最初はこのようなコーヒータイムを過ごす活動にとどまっていましたが、現在は勉強会やワークショップも開催するようになりました。摂食・嚥下など食に関することや、医療的ケア児のいる家庭の災害対策などをテーマに、専門家を講師に招いて会員の知識を深めています。
さらに昨年1月には訪問看護事業をスタートしました。看護師と一緒に医療的ケア児を育てた経験をもつ母親が同行し、相談に乗るというママケア独自の取り組みも行っています。また日中一時支援事業として、一時預かりも実施しています。

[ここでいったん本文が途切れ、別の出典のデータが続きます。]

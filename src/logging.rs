//! Tracing subscriber setup for the binary.

use anyhow::{Context, Result};
use clap::ValueEnum;
use std::path::Path;
use tracing_appender::non_blocking::WorkerGuard;
use tracing_subscriber::EnvFilter;

#[derive(Debug, Clone, Copy, PartialEq, Eq, Default, ValueEnum)]
pub enum LogFormat {
    #[default]
    Compact,
    Json,
}

/// Filter used when `RUST_LOG` is unset.
pub fn default_directive(verbose: bool) -> &'static str {
    if verbose {
        "reqflow=debug,info"
    } else {
        "reqflow=warn"
    }
}

/// Install the global subscriber. Logs go to stderr, or to `log_file` when
/// given; the returned guard must live until exit so buffered lines flush.
pub fn init_tracing(
    verbose: bool,
    format: LogFormat,
    log_file: Option<&Path>,
) -> Result<Option<WorkerGuard>> {
    let filter = EnvFilter::try_from_default_env()
        .or_else(|_| EnvFilter::try_new(default_directive(verbose)))
        .unwrap_or_else(|_| EnvFilter::new("warn"));

    let (writer, guard) = match log_file {
        Some(path) => {
            let dir = path
                .parent()
                .filter(|p| !p.as_os_str().is_empty())
                .unwrap_or(Path::new("."));
            std::fs::create_dir_all(dir)
                .with_context(|| format!("Failed to create log directory: {}", dir.display()))?;
            let file_name = path
                .file_name()
                .with_context(|| format!("Invalid log file path: {}", path.display()))?;
            let appender = tracing_appender::rolling::never(dir, file_name);
            let (writer, guard) = tracing_appender::non_blocking(appender);
            (writer, Some(guard))
        }
        None => {
            let (writer, guard) = tracing_appender::non_blocking(std::io::stderr());
            (writer, Some(guard))
        }
    };
    let ansi = log_file.is_none();

    let builder = tracing_subscriber::fmt()
        .with_env_filter(filter)
        .with_writer(writer)
        .with_target(verbose);

    let installed = match format {
        LogFormat::Compact => builder.with_ansi(ansi).compact().try_init(),
        LogFormat::Json => builder.json().try_init(),
    };
    installed.map_err(|e| anyhow::anyhow!("Failed to install tracing subscriber: {}", e))?;

    Ok(guard)
}

#[cfg(test)]
mod tests {
    use super::*;

    #[test]
    fn test_verbose_raises_crate_level() {
        assert_eq!(default_directive(true), "reqflow=debug,info");
        assert_eq!(default_directive(false), "reqflow=warn");
        assert!(EnvFilter::try_new(default_directive(true)).is_ok());
    }
}
use crate::orchestrator::transitions::{Mode, Outcome};
use crate::phase::Phase;
use crate::review::ReviewDecision;
use serde::{Deserialize, Serialize};
use uuid::Uuid;

/// Progress events emitted while a run advances.
#[derive(Debug, Clone, PartialEq, Serialize, Deserialize)]
#[serde(tag = "type", rename_all = "snake_case")]
pub enum ProcessEvent {
    RunStarted {
        run_id: Uuid,
        mode: Mode,
        phase: Phase,
    },
    PhaseStarted {
        phase: Phase,
    },
    PhaseCompleted {
        phase: Phase,
        outputs: usize,
    },
    /// A phase found an upstream phase missing and was routed back to it.
    DependencyMissing {
        phase: Phase,
        missing: Phase,
    },
    ReviewRequested {
        phase: Phase,
        version: String,
    },
    ReviewDecided {
        phase: Phase,
        decision: ReviewDecision,
    },
    VersionBumped {
        version: String,
        phase: Phase,
    },
    Transition {
        from: Phase,
        outcome: Outcome,
        to: Phase,
    },
    RunFinished {
        phase: Phase,
        success: bool,
        errors: usize,
    },
}

#[cfg(test)]
mod tests {
    use super::*;

    #[test]
    fn test_events_are_tagged() {
        let event = ProcessEvent::Transition {
            from: Phase::FunctionalReview,
            outcome: Outcome::RevisionRequested,
            to: Phase::FunctionalRequirements,
        };
        let json = serde_json::to_value(&event).unwrap();
        assert_eq!(json["type"], "transition");
        assert_eq!(json["outcome"], "revision_requested");
        assert_eq!(json["to"], "functional_requirements");
    }
}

「私たちは医療的ケア児の一生を彩り豊かで楽しいものにしていきたい。そのための第一歩として訪問看護事業を手掛けました」と藤川さん。ゆくゆくは生活介護事業所や共同生活のできるグループホームもつくりたいという夢をもっています。
医療的ケア児支援法が施行されたのは令和3年。まだまだ制度が整わないなか、ママケアは大きな目標に向かって着実に歩を進めています。